Task item: Isolate every line in the records below with "match" in it.

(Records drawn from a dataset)
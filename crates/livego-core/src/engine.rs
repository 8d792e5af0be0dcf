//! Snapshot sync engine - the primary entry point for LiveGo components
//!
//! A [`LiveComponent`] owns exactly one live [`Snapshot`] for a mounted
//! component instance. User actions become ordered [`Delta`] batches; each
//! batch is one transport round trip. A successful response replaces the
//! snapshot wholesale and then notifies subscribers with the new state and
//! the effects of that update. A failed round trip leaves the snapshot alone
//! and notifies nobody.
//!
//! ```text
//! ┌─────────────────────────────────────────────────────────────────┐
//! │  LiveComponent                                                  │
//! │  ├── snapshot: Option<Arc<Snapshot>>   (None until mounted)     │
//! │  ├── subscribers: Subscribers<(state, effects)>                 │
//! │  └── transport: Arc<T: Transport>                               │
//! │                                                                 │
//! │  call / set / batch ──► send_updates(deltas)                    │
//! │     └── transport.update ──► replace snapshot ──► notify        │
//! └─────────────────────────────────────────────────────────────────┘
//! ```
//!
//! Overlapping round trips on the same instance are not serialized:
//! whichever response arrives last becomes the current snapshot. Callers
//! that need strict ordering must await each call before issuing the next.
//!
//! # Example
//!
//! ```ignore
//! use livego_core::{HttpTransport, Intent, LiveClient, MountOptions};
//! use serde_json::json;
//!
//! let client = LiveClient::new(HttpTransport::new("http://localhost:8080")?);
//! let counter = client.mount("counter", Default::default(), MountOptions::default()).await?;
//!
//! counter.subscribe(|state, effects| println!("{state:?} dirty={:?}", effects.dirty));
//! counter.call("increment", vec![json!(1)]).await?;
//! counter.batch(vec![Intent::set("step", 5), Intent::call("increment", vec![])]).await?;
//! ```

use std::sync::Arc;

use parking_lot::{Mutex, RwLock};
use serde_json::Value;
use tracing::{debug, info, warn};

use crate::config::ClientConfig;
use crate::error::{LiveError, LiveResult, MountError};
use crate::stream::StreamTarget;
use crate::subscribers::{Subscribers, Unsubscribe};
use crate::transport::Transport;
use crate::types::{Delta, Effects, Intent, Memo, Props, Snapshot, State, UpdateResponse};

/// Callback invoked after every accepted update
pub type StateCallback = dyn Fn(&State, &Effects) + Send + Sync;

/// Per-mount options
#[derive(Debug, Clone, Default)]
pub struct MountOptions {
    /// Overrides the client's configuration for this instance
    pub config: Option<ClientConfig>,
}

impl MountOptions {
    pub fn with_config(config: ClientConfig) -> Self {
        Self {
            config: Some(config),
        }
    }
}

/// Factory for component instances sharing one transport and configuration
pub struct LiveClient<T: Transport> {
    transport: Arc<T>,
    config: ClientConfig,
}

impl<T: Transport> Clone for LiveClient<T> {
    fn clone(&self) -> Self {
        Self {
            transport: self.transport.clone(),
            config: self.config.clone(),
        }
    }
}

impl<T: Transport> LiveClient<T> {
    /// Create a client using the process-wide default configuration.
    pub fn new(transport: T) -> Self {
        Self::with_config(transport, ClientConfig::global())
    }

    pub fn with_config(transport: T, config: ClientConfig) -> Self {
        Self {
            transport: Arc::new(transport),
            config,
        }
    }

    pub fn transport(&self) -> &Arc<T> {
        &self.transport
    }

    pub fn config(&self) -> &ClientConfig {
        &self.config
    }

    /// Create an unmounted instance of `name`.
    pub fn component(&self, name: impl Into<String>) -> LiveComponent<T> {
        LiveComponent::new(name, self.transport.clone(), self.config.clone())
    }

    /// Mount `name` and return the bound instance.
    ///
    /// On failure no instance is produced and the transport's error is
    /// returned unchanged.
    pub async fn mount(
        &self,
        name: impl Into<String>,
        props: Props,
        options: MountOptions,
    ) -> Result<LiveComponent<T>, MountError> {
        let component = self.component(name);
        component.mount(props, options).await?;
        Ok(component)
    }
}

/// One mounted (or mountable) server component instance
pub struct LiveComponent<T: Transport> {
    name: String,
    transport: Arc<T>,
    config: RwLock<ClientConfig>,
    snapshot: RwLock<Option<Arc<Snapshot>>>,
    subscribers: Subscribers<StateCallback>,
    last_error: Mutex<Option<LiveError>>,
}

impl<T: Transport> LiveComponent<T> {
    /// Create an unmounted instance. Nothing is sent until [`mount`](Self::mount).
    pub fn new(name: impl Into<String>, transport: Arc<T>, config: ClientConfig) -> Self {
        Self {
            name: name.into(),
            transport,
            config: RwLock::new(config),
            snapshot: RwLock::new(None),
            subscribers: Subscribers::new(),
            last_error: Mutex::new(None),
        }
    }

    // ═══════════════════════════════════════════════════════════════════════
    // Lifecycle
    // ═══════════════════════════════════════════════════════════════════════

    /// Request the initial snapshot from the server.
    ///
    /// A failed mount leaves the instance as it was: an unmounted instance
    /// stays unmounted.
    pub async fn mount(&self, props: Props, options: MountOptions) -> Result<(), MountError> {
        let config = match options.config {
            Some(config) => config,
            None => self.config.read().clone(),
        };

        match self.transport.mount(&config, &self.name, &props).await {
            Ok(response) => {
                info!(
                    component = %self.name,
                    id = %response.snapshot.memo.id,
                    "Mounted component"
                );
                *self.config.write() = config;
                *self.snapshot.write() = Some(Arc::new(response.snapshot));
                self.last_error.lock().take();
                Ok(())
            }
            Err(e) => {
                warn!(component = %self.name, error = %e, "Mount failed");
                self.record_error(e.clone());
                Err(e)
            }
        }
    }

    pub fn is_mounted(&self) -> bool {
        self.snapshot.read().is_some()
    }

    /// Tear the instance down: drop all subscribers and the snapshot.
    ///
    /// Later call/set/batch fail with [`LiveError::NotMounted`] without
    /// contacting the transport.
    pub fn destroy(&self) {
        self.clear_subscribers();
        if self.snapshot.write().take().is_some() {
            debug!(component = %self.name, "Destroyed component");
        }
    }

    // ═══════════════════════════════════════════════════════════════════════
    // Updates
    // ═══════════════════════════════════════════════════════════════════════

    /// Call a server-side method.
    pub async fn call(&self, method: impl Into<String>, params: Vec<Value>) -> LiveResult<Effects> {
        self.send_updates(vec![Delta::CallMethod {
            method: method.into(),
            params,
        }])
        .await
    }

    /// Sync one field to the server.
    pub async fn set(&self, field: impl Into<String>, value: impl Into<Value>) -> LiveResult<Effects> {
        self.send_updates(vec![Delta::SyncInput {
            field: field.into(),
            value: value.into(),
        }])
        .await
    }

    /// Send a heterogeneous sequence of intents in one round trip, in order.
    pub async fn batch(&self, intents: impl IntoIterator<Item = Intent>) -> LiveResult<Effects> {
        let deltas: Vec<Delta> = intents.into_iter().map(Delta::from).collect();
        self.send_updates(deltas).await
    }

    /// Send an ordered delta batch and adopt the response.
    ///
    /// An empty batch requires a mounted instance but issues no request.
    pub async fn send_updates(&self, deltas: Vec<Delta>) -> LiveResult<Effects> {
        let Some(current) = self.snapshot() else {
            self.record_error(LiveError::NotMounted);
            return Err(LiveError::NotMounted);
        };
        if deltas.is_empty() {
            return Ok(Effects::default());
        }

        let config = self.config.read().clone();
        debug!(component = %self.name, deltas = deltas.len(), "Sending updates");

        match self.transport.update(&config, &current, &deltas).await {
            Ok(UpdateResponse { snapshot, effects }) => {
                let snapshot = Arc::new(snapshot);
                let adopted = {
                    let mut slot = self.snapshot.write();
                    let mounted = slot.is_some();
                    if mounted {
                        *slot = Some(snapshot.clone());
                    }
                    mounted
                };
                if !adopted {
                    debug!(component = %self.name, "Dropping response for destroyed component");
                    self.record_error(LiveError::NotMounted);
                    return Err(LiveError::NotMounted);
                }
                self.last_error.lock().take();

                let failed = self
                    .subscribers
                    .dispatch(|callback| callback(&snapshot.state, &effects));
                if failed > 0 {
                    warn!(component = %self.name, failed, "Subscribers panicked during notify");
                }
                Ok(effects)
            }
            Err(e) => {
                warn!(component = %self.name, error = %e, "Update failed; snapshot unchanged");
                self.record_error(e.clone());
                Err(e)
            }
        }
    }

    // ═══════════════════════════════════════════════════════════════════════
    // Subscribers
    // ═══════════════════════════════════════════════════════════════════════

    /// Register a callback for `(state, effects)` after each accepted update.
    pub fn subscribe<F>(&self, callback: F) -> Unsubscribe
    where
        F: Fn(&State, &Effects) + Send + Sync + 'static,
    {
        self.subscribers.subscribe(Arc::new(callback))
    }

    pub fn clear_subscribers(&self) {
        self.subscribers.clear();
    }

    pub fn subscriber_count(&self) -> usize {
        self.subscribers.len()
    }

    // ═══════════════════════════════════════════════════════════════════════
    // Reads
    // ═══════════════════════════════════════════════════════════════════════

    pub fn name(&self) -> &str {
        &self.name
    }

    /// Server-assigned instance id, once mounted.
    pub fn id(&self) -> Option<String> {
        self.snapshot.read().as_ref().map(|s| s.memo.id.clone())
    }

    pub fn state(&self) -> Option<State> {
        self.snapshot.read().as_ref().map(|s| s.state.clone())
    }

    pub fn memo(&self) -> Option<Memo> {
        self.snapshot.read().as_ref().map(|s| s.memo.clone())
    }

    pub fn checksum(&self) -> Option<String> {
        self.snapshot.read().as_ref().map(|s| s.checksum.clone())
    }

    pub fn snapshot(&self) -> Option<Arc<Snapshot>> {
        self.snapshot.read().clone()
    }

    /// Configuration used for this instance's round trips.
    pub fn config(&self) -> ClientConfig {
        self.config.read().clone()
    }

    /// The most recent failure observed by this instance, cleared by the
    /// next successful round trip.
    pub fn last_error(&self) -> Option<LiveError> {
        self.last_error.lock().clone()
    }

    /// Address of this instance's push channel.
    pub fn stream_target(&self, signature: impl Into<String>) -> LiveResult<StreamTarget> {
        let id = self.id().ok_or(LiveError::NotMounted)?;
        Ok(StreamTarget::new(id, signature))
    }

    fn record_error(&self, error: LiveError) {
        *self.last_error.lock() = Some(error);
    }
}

Task solution:
        let config = match options.config {
        match self.transport.mount(&config, &self.name, &props).await {
        match self.transport.update(&config, &current, &deltas).await {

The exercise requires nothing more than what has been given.